Há várias estórias boas no livro de Ted Chiang (História da sua vida e outros contos, 2016, Intrínseca), mas a “História da sua vida” é novela muito original e bem narrada. O filme segue o mesmo enredo, intercalando presente e um suposto passado. Sou faísca atrasada mesmo e só agora estou lendo o livro – terminei ontem. Há uma hipótese sobre a linguagem muito interessante ali, embora não seja nova.

Não seria fantástico se cada língua nova que a gente aprendesse nos fornecesse um tipo de ferramenta cognitiva que nos permitisse ver coisas que a nossa língua não deixa porque não tem conceitos para expressá-los?
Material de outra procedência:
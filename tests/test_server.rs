//! `POST /solve` behaviour through the warp filter stack


use quizchain::chain::Verdict;
use quizchain::config::AppConfig;
use quizchain::server::{routes, QuizService};
use quizchain::testing::{MockPageFetcher, MockSubmissionClient};
use serde_json::{json, Value};
use std::collections::HashMap;
use std::sync::Arc;
use test_helpers::{fixed_registry, numbered_pages, page_url, runner};

fn service(fetcher: &MockPageFetcher, submitter: &MockSubmissionClient) -> Arc<QuizService> {
    let env: HashMap<&str, &str> = [
        ("STUDENT_EMAIL", "student@example.com"),
        ("STUDENT_SECRET", "s3cret"),
    ]
    .into_iter()
    .collect();
    let secrets = AppConfig::default()
        .resolve_secrets_with(|name| env.get(name).map(|value| value.to_string()))
        .unwrap();

    let runner = runner(fetcher, submitter, fixed_registry("42"));
    Arc::new(QuizService::new(Arc::new(runner), &secrets))
}

fn solve_body(email: &str, secret: &str, url: &str) -> Value {
    json!({"email": email, "secret": secret, "url": url})
}

#[tokio::test]
async fn test_full_chain_through_entry_point() {
    let fetcher = numbered_pages(3);
    let submitter = MockSubmissionClient::with_verdicts(vec![
        Verdict::correct().with_next_url(page_url(2)),
        Verdict::correct().with_next_url(page_url(3)),
        Verdict::correct(),
    ]);
    let filter = routes(service(&fetcher, &submitter));

    let response = warp::test::request()
        .method("POST")
        .path("/solve")
        .json(&solve_body("student@example.com", "s3cret", &page_url(1)))
        .reply(&filter)
        .await;

    assert_eq!(response.status(), 200);
    let body: Value = serde_json::from_slice(response.body()).unwrap();
    assert_eq!(body, json!({"status": "success"}));
    assert_eq!(submitter.answers().len(), 3);
}

#[tokio::test]
async fn test_chain_error_is_still_a_200_response() {
    let fetcher = MockPageFetcher::new().with_failure(page_url(1), "net::ERR_NAME_NOT_RESOLVED");
    let submitter = MockSubmissionClient::new();
    let filter = routes(service(&fetcher, &submitter));

    let response = warp::test::request()
        .method("POST")
        .path("/solve")
        .json(&solve_body("student@example.com", "s3cret", &page_url(1)))
        .reply(&filter)
        .await;

    assert_eq!(response.status(), 200);
    let body: Value = serde_json::from_slice(response.body()).unwrap();
    assert_eq!(body["status"], "error");
    assert!(body["message"]
        .as_str()
        .unwrap()
        .contains("Failed to fetch page"));
}

#[tokio::test]
async fn test_wrong_email_is_rejected_before_chain() {
    let fetcher = numbered_pages(1);
    let submitter = MockSubmissionClient::always(Verdict::correct());
    let filter = routes(service(&fetcher, &submitter));

    let response = warp::test::request()
        .method("POST")
        .path("/solve")
        .json(&solve_body("intruder@example.com", "s3cret", &page_url(1)))
        .reply(&filter)
        .await;

    assert_eq!(response.status(), 403);
    let body: Value = serde_json::from_slice(response.body()).unwrap();
    assert_eq!(body, json!({"detail": "Invalid email"}));
    assert_eq!(fetcher.fetch_count(), 0);
    assert!(submitter.submissions().is_empty());
}

#[tokio::test]
async fn test_wrong_secret_is_rejected_before_chain() {
    let fetcher = numbered_pages(1);
    let submitter = MockSubmissionClient::always(Verdict::correct());
    let filter = routes(service(&fetcher, &submitter));

    let response = warp::test::request()
        .method("POST")
        .path("/solve")
        .json(&solve_body("student@example.com", "guess", &page_url(1)))
        .reply(&filter)
        .await;

    assert_eq!(response.status(), 403);
    let body: Value = serde_json::from_slice(response.body()).unwrap();
    assert_eq!(body["detail"], "Invalid secret");
    assert_eq!(fetcher.fetch_count(), 0);
}

#[tokio::test]
async fn test_oversized_body_is_rejected() {
    let filter = routes(service(&MockPageFetcher::new(), &MockSubmissionClient::new()));
    let padding = "x".repeat(70 * 1024);

    let response = warp::test::request()
        .method("POST")
        .path("/solve")
        .header("content-type", "application/json")
        .body(solve_body("student@example.com", "s3cret", &padding).to_string())
        .reply(&filter)
        .await;

    assert_eq!(response.status(), 413);
}

#[tokio::test]
async fn test_get_on_solve_is_not_allowed() {
    let filter = routes(service(&MockPageFetcher::new(), &MockSubmissionClient::new()));

    let response = warp::test::request()
        .method("GET")
        .path("/solve")
        .reply(&filter)
        .await;

    assert_eq!(response.status(), 405);
}

#[tokio::test]
async fn test_metrics_count_access_denials() {
    let filter = routes(service(&MockPageFetcher::new(), &MockSubmissionClient::new()));

    let before = warp::test::request().path("/metrics").reply(&filter).await;
    let before: Value = serde_json::from_slice(before.body()).unwrap();
    let denials_before = before["chains"]["access_denials"].as_u64().unwrap();

    warp::test::request()
        .method("POST")
        .path("/solve")
        .json(&solve_body("nobody@example.com", "x", &page_url(1)))
        .reply(&filter)
        .await;

    let after = warp::test::request().path("/metrics").reply(&filter).await;
    let after: Value = serde_json::from_slice(after.body()).unwrap();
    assert!(after["chains"]["access_denials"].as_u64().unwrap() > denials_before);
}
Não precisamos de alienígenas que nos tragam uma tecnologia de escrita para avançarmos cognitivamente. Imaginem o choque dos europeus quando viram que fazer matemática com os algarismos dos árabes era muito mais fácil. Pensem também na quantidade de vocábulos gregos e latinos que boa parte do globo usa para nomear conceitos filosóficos e científicos, doenças, remédios e assim vai. De certa forma, a cada momento em que aprendemos/assimilamos um vocábulo novo para nomear algum aspecto da realidade (material ou abstrato) aprendemos algo novo, há um ganho cognitivo.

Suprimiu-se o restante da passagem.